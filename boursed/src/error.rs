//! Daemon error types.

use bourse_domain::DomainError;
use bourse_engine::EngineError;
use bourse_exec::ExecError;
use bourse_store::StoreError;
use thiserror::Error;

/// Daemon-level errors.
#[derive(Debug, Error)]
pub enum DaemonError {
    /// Domain error
    #[error("Domain error: {0}")]
    Domain(#[from] DomainError),

    /// Engine error
    #[error("Engine error: {0}")]
    Engine(#[from] EngineError),

    /// Execution error
    #[error("Execution error: {0}")]
    Exec(#[from] ExecError),

    /// Store error
    #[error("Store error: {0}")]
    Store(#[from] StoreError),

    /// Event bus error
    #[error("Event bus error: {0}")]
    EventBus(String),

    /// Configuration error
    #[error("Configuration error: {0}")]
    Config(String),

    /// Background task failed to join
    #[error("Task error: {0}")]
    Task(String),

    /// Shutdown requested
    #[error("Shutdown requested")]
    Shutdown,
}

/// Result type for daemon operations.
pub type DaemonResult<T> = Result<T, DaemonError>;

○ ○ ○ ○

Exercise requirements
Having read the records above, reproduce each one exactly.

Exercise result
filename boursed/src/error.rs
//! Daemon error types.

use bourse_domain::DomainError;
use bourse_engine::EngineError;
use bourse_exec::ExecError;
use bourse_store::StoreError;
use thiserror::Error;

/// Daemon-level errors.
#[derive(Debug, Error)]
pub enum DaemonError {
    /// Domain error
    #[error("Domain error: {0}")]
    Domain(#[from] DomainError),

    /// Engine error
    #[error("Engine error: {0}")]
    Engine(#[from] EngineError),

    /// Execution error
    #[error("Execution error: {0}")]
    Exec(#[from] ExecError),

    /// Store error
    #[error("Store error: {0}")]
    Store(#[from] StoreError),

    /// Event bus error
    #[error("Event bus error: {0}")]
    EventBus(String),

    /// Configuration error
    #[error("Configuration error: {0}")]
    Config(String),

    /// Background task failed to join
    #[error("Task error: {0}")]
    Task(String),

    /// Shutdown requested
    #[error("Shutdown requested")]
    Shutdown,
}

/// Result type for daemon operations.
pub type DaemonResult<T> = Result<T, DaemonError>;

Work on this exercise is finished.